Let's say I want to convert Mariposa to cutter rig. Could I

a) Keep the existing forestay and run another stay from the bowsprit end to the masthead with the jib on Wykeham-Martin gear behind the new stay.

b) Keep the existing forestay and fit the jib on W/M gear from the bowsprit end to the masthead (no additional stay).

c) Move the existing forestay from the masthead to the vicinity of the lowers and fit new forestay from bowsprit end to masthead, with jib on W/M gear behind it.
 
No bowsprit as yet. I've fitted the bobstay fitting and will be making the spar this winter. I've got size 2 W/M gear and a natty bronze 2 1/2" 4-eye cranse iron. I'm coming round to the opinion that if I leave the existing stay, from stemhead to masthead, she doesn't need another stay and it would be okay to fly the jib from the bowsprit.
 
Will you not need an outer forestay to counteract the tension of the bobstay should you wish to bring in the furled jib? I know very little about this sort of thing, to be honest, just working on a very basic idea about compression upon spars etc.
 
Option C is the one I'd go for. What about sail balance, though? You really should move the mast aft to counterbalance the jib, which is a hell of a big job. If you have a gaff mainsail you might be able to get away with extending the boom and gaff so that the leech of the main is moved aft. Is there a cutter nearby of roughly the same dimensions so that you could measure up the rig? Do you know where the Centre of Effort of the current rig is? Does Mariposa balance well under the current rig? You'll have to have all these issues sorted first before you actually do anything.
Peter.
 
Definitely move the present forestay to a lower point on the mast. You need a separation all the way up for the two foresails.
You shouldn't have a stay too close to a W-M furler - the sail tends to wrap itself round the stay instead of the sail's own wire. You don't need a stay on the end of the bowsprit, unless you have a topmast. The jib wire becomes a forestay, and the jib stays pretty permanently tensioned at the end of the bowsprit even when furled. Don't tension the bob stay too much, and then use the jib halliard to tension the whole thing.
You really do need a proper W-M swivel at the top, not just a swivel hank. Also ideally a double-ended halliard with two blocks one each side of the mast, so that the swivel is held steady. Otherwise there is a tendency for the halliard to twist intead of the sail.
 
I have a proper W/M swivel and planned to runn the halyard as you describe. This will give a 2:1 purchase, so as well as preventing the halyard from twisting I should be able to swig it up pretty tight.
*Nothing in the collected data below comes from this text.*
use std::sync::Arc;

use basedrop::SharedCell;
use seq_transport::{Clock, Command, Pattern, SampleBank, Status, Tempo, TrackId, firing_tracks};

/// Voices that may ring at once across all tracks. Fixed so the audio thread
/// never allocates.
pub const MAX_VOICES: usize = 32;

#[derive(Debug, Clone, Copy)]
struct Voice {
    track: TrackId,
    frame: usize,
    active: bool,
}

impl Voice {
    const IDLE: Voice = Voice {
        track: TrackId(0),
        frame: 0,
        active: false,
    };
}

/// The live sequencer, independent of any audio device.
///
/// Fed interleaved output blocks by the device callback. Reads the pattern
/// and sample bank through lock-free cells at the instant each tick fires.
pub struct LivePlayer {
    sample_rate: u32,
    channels: usize,
    position: u64,
    tempo: Tempo,
    clock: Option<Clock>,
    cursor: Option<usize>,
    voices: [Voice; MAX_VOICES],
    pattern: Arc<SharedCell<Pattern>>,
    bank: Arc<SharedCell<SampleBank>>,
    commands: rtrb::Consumer<Command>,
    status: rtrb::Producer<Status>,
}

impl LivePlayer {
    pub fn new(
        sample_rate: u32,
        channels: usize,
        tempo: Tempo,
        pattern: Arc<SharedCell<Pattern>>,
        bank: Arc<SharedCell<SampleBank>>,
        commands: rtrb::Consumer<Command>,
        status: rtrb::Producer<Status>,
    ) -> Self {
        Self {
            sample_rate,
            channels: channels.max(1),
            position: 0,
            tempo,
            clock: None,
            cursor: None,
            voices: [Voice::IDLE; MAX_VOICES],
            pattern,
            bank,
            commands,
            status,
        }
    }

    pub fn cursor(&self) -> Option<usize> {
        self.cursor
    }

    pub fn is_playing(&self) -> bool {
        self.clock.is_some()
    }

    /// Frames rendered since the player was created.
    pub fn position(&self) -> u64 {
        self.position
    }

    pub fn tempo(&self) -> Tempo {
        self.tempo
    }

    /// Fill one interleaved block, overwriting its contents.
    pub fn process(&mut self, out: &mut [f32]) {
        self.drain_commands();

        let mut bank = self.bank.get();
        for frame in out.chunks_mut(self.channels) {
            frame.fill(0.0);

            while self
                .clock
                .as_ref()
                .is_some_and(|clock| clock.next_frame() <= self.position)
            {
                bank = self.bank.get();
                self.fire_tick(&bank);
            }

            self.mix_frame(&bank, frame);
            self.position += 1;
        }
    }

    fn drain_commands(&mut self) {
        while let Ok(command) = self.commands.pop() {
            match command {
                Command::Play { lead_frames } => {
                    if self.clock.is_none() {
                        self.cursor = None;
                        self.clock = Some(Clock::new(
                            self.tempo,
                            self.sample_rate,
                            self.position + lead_frames,
                        ));
                    }
                }
                Command::Stop => {
                    self.clock = None;
                    self.cursor = None;
                    let _ = self.status.push(Status::Cursor(None));
                }
                Command::SetTempo(tempo) => {
                    self.tempo = tempo;
                    if let Some(clock) = self.clock.as_mut() {
                        clock.set_tempo(tempo);
                    }
                }
            }
        }
    }

    fn fire_tick(&mut self, bank: &SampleBank) {
        let tick = match self.clock.as_mut() {
            Some(clock) => clock.advance(),
            None => return,
        };

        let pattern = self.pattern.get();
        for track in firing_tracks(&pattern, &tick) {
            if bank.is_loaded(track) {
                self.start_voice(track);
            } else {
                let _ = self.status.push(Status::SampleSkipped(track));
            }
        }

        self.cursor = Some(tick.step);
        let _ = self.status.push(Status::Cursor(self.cursor));
    }

    fn start_voice(&mut self, track: TrackId) {
        // steal the voice that has played longest when the pool is full
        let slot = match self.voices.iter().position(|v| !v.active) {
            Some(slot) => slot,
            None => self
                .voices
                .iter()
                .enumerate()
                .max_by_key(|(_, v)| v.frame)
                .map_or(0, |(slot, _)| slot),
        };
        self.voices[slot] = Voice {
            track,
            frame: 0,
            active: true,
        };
    }

    fn mix_frame(&mut self, bank: &SampleBank, frame: &mut [f32]) {
        for voice in self.voices.iter_mut().filter(|v| v.active) {
            let Some(audio) = bank.sample(voice.track) else {
                voice.active = false;
                continue;
            };
            if voice.frame >= audio.frames() {
                voice.active = false;
                continue;
            }

            let gain = bank.gain(voice.track);
            for (ch, out) in frame.iter_mut().enumerate() {
                *out += audio.frame_sample(voice.frame, ch) * gain;
            }
            voice.frame += 1;
        }
    }
}

#[cfg(test)]
mod tests {
    use super::*;
    use basedrop::{Collector, Handle, Shared};
    use seq_transport::{AudioArc, STEP_COUNT, Track};

    // 120 BPM at 1 kHz: 125 frames per step, 2000 per bar
    const RATE: u32 = 1000;
    const STEP: usize = 125;

    // the collector is declared last so it outlives every `Shared`
    struct Rig {
        handle: Handle,
        player: LivePlayer,
        commands: rtrb::Producer<Command>,
        status: rtrb::Consumer<Status>,
        pattern: Arc<SharedCell<Pattern>>,
        bank: Arc<SharedCell<SampleBank>>,
        _collector: Collector,
    }

    impl Rig {
        fn new(pattern: Pattern, bank: SampleBank) -> Self {
            let collector = Collector::new();
            let handle = collector.handle();
            let pattern = Arc::new(SharedCell::new(Shared::new(&handle, pattern)));
            let bank = Arc::new(SharedCell::new(Shared::new(&handle, bank)));
            let (commands, command_rx) = rtrb::RingBuffer::new(16);
            let (status_tx, status) = rtrb::RingBuffer::new(1024);
            let player = LivePlayer::new(
                RATE,
                1,
                Tempo::new(120.0),
                pattern.clone(),
                bank.clone(),
                command_rx,
                status_tx,
            );
            Self {
                handle,
                player,
                commands,
                status,
                pattern,
                bank,
                _collector: collector,
            }
        }

        fn send(&mut self, command: Command) {
            self.commands.push(command).expect("command queue full");
        }

        fn run(&mut self, frames: usize) -> Vec<f32> {
            let mut out = vec![0.0; frames];
            for block in out.chunks_mut(64) {
                self.player.process(block);
            }
            out
        }

        fn statuses(&mut self) -> Vec<Status> {
            let mut all = Vec::new();
            while let Ok(status) = self.status.pop() {
                all.push(status);
            }
            all
        }

        fn cursors(&mut self) -> Vec<Option<usize>> {
            self.statuses()
                .into_iter()
                .filter_map(|s| match s {
                    Status::Cursor(c) => Some(c),
                    _ => None,
                })
                .collect()
        }
    }

    fn unity_tracks() -> Vec<Track> {
        (0..3)
            .map(|i| Track::new(TrackId(i), format!("t{i}"), format!("t{i}.wav"), 0.0))
            .collect()
    }

    fn loaded_bank(len: usize) -> SampleBank {
        let mut bank = SampleBank::new(&unity_tracks());
        for i in 0..3 {
            bank.insert(TrackId(i), AudioArc::mono(vec![1.0; len], RATE));
        }
        bank
    }

    #[test]
    fn test_stopped_player_is_silent() {
        let mut rig = Rig::new(Pattern::new(3), loaded_bank(10));
        let out = rig.run(1000);
        assert!(out.iter().all(|&s| s == 0.0));
        assert_eq!(rig.player.cursor(), None);
        assert!(rig.statuses().is_empty());
    }

    #[test]
    fn test_cursor_wraps_after_a_bar() {
        let mut rig = Rig::new(Pattern::new(3), loaded_bank(10));
        rig.send(Command::Play { lead_frames: 0 });
        rig.run(STEP * STEP_COUNT * 2);

        let expected: Vec<Option<usize>> =
            (0..STEP_COUNT).chain(0..STEP_COUNT).map(Some).collect();
        assert_eq!(rig.cursors(), expected);
    }

    #[test]
    fn test_single_cell_fires_once_per_bar() {
        let mut pattern = Pattern::new(3);
        pattern.set(TrackId(0), 4, true).unwrap();
        let mut rig = Rig::new(pattern, loaded_bank(10));
        rig.send(Command::Play { lead_frames: 0 });

        let out = rig.run(STEP * STEP_COUNT);
        let sounding: Vec<usize> = (0..out.len()).filter(|&i| out[i] != 0.0).collect();
        let expected: Vec<usize> = (4 * STEP..4 * STEP + 10).collect();
        assert_eq!(sounding, expected);
    }

    #[test]
    fn test_lead_delays_first_tick() {
        let mut pattern = Pattern::new(3);
        pattern.set(TrackId(1), 0, true).unwrap();
        let mut rig = Rig::new(pattern, loaded_bank(5));
        rig.send(Command::Play { lead_frames: 50 });

        let out = rig.run(100);
        assert_eq!(out[49], 0.0);
        assert_eq!(out[50], 1.0);
        assert_eq!(out[54], 1.0);
        assert_eq!(out[55], 0.0);
    }

    #[test]
    fn test_toggle_is_heard_on_next_tick() {
        let mut rig = Rig::new(Pattern::new(3), loaded_bank(5));
        rig.send(Command::Play { lead_frames: 0 });
        // ticks 0, 1 and 2 have fired
        rig.run(3 * STEP - 10);

        let toggled = rig.pattern.get().toggled(TrackId(2), 3).unwrap();
        rig.pattern.set(Shared::new(&rig.handle, toggled));

        let out = rig.run(STEP + 20);
        // tick 3 lands 10 frames into this block
        assert_eq!(out[9], 0.0);
        assert_eq!(out[10], 1.0);
    }

    #[test]
    fn test_missing_sample_is_skipped() {
        let mut pattern = Pattern::new(3);
        pattern.set(TrackId(0), 0, true).unwrap();
        pattern.set(TrackId(1), 1, true).unwrap();
        let mut bank = SampleBank::new(&unity_tracks());
        bank.insert(TrackId(1), AudioArc::mono(vec![0.5; 4], RATE));
        let mut rig = Rig::new(pattern, bank);
        rig.send(Command::Play { lead_frames: 0 });

        let out = rig.run(2 * STEP);
        assert!(out[..STEP].iter().all(|&s| s == 0.0));
        assert_eq!(out[STEP], 0.5);

        let statuses = rig.statuses();
        assert!(statuses.contains(&Status::SampleSkipped(TrackId(0))));
        assert!(statuses.contains(&Status::Cursor(Some(1))));
        assert!(rig.player.is_playing());
    }

    #[test]
    fn test_sample_loaded_mid_playback_becomes_audible() {
        let mut pattern = Pattern::new(3);
        pattern.set(TrackId(0), 0, true).unwrap();
        let mut rig = Rig::new(pattern, SampleBank::new(&unity_tracks()));
        rig.send(Command::Play { lead_frames: 0 });
        assert!(rig.run(STEP * STEP_COUNT).iter().all(|&s| s == 0.0));

        let loaded = rig
            .bank
            .get()
            .with_sample(TrackId(0), AudioArc::mono(vec![1.0; 3], RATE));
        rig.bank.set(Shared::new(&rig.handle, loaded));

        let out = rig.run(10);
        assert_eq!(&out[..4], &[1.0, 1.0, 1.0, 0.0]);
    }

    #[test]
    fn test_stop_resets_cursor_and_lets_tails_ring() {
        let mut pattern = Pattern::new(3);
        pattern.set(TrackId(0), 0, true).unwrap();
        let mut rig = Rig::new(pattern, loaded_bank(200));
        rig.send(Command::Play { lead_frames: 0 });
        rig.run(50);
        rig.statuses();

        rig.send(Command::Stop);
        let out = rig.run(STEP * STEP_COUNT);
        assert!(out[..150].iter().all(|&s| s == 1.0));
        assert!(out[150..].iter().all(|&s| s == 0.0));

        assert_eq!(rig.player.cursor(), None);
        assert!(!rig.player.is_playing());
        assert_eq!(rig.cursors(), vec![None]);
    }

    #[test]
    fn test_restart_begins_at_step_zero() {
        let mut rig = Rig::new(Pattern::new(3), loaded_bank(1));
        rig.send(Command::Play { lead_frames: 0 });
        rig.run(5 * STEP + 1);
        rig.send(Command::Stop);
        rig.run(10);
        rig.statuses();

        rig.send(Command::Play { lead_frames: 0 });
        rig.run(1);
        assert_eq!(rig.cursors(), vec![Some(0)]);
    }

    #[test]
    fn test_tempo_change_applies_from_next_tick() {
        let mut rig = Rig::new(Pattern::new(3), loaded_bank(1));
        rig.send(Command::Play { lead_frames: 0 });
        rig.run(STEP + 1); // ticks 0 and 1
        rig.send(Command::SetTempo(Tempo::new(60.0)));

        // tick 2 keeps its slot at 250, tick 3 follows at 250 + 250
        rig.run(2 * STEP - 1);
        assert_eq!(rig.player.cursor(), Some(2));
        rig.run(2 * STEP);
        assert_eq!(rig.player.cursor(), Some(3));
        assert_eq!(rig.player.tempo().bpm(), 60.0);
    }

    #[test]
    fn test_mono_sample_fills_every_channel() {
        let collector = Collector::new();
        let handle = collector.handle();
        let mut pattern = Pattern::new(3);
        pattern.set(TrackId(0), 0, true).unwrap();
        let pattern = Arc::new(SharedCell::new(Shared::new(&handle, pattern)));
        let bank = Arc::new(SharedCell::new(Shared::new(&handle, loaded_bank(2))));
        let (mut commands, command_rx) = rtrb::RingBuffer::new(4);
        let (status_tx, _status) = rtrb::RingBuffer::new(64);
        let mut player =
            LivePlayer::new(RATE, 2, Tempo::new(120.0), pattern, bank, command_rx, status_tx);

        commands.push(Command::Play { lead_frames: 0 }).unwrap();
        let mut out = vec![0.0; 8];
        player.process(&mut out);
        assert_eq!(out, vec![1.0, 1.0, 1.0, 1.0, 0.0, 0.0, 0.0, 0.0]);
    }
}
I don't know about using the luff wire and W/M gear bearings as a stay though. I always thought that was a no-no.
 
If you can find a copy of "The Best Of Sail Trim" edited by Charles Mason it contains an article by Charles Vilas titled Triple Roller Headsails. You may be interested in his experiences with W-M furling gear, three of them, on his Colin Archer.
He comments that for sailing in protected areas he removes the forestay leaving only the three roller furling rigs to support the mast, for offshore work he re-installs the forestay.
He has his three W-M rigs mounted on solid rod pennants with short rods welded just above the drum to enable him to furl by hand should the furling line break.
He has a wire stay made up of the right length to replace the rollerfurling sails in "hurricane" conditions!
 
(c) - and some notes.

When we modified “MYTICA” from Bermuda sloop to gaff cutter her original rig was a ¾ sloop with the forestay not going to the masthead, so it was easy to retain that and fit a new outer forestay from the bowsprit end to the masthead, with the w/m gear inside that. However “MARIPOSA” seems to have a masthead rig and you are staying Bermudian.

I would fit runners, unless your lower shrouds go well aft (they may well do) and take the inner forestay to a lower point on the mast. It is good if the luffs of the two headsails are more or less parallel.

If the bowsprit is going to be more than three or four feet outboard I would very seriously consider making it retractable. If you can manage with a shorter bowsprit I would have it fixed, with no shrouds, and have the w/m gear fixed as well – it may well be that the w/m gear will be reachable from the deck to clear foul ups. This is neat, simple, strong and light.

If you fit a longer bowsprit you can still avoid a traveller if you can get to the w/m gear by fitting bowsprit shrouds and standing on them, or by standing on the bobstay.

There is no real need to have an outer forestay and I would avoid one.

On MIRELLE we have the full box of tricks – retractable bowsprit, size 4 w/m gear, on a ring traveller, shrouds, tricing up bobstay and outer forestay, and it is a pain in the neck!

I was thinking of abolishing the shrouds, until yesterday afternoon when I spent some time on the foredeck as we were beating up into Harwich in a 6/7 with full headsails – I am now convinced that the shrouds do some useful work (!) and they will be staying, but the outer forestay goes this winter. But our bowsprit is 12 feet outboard.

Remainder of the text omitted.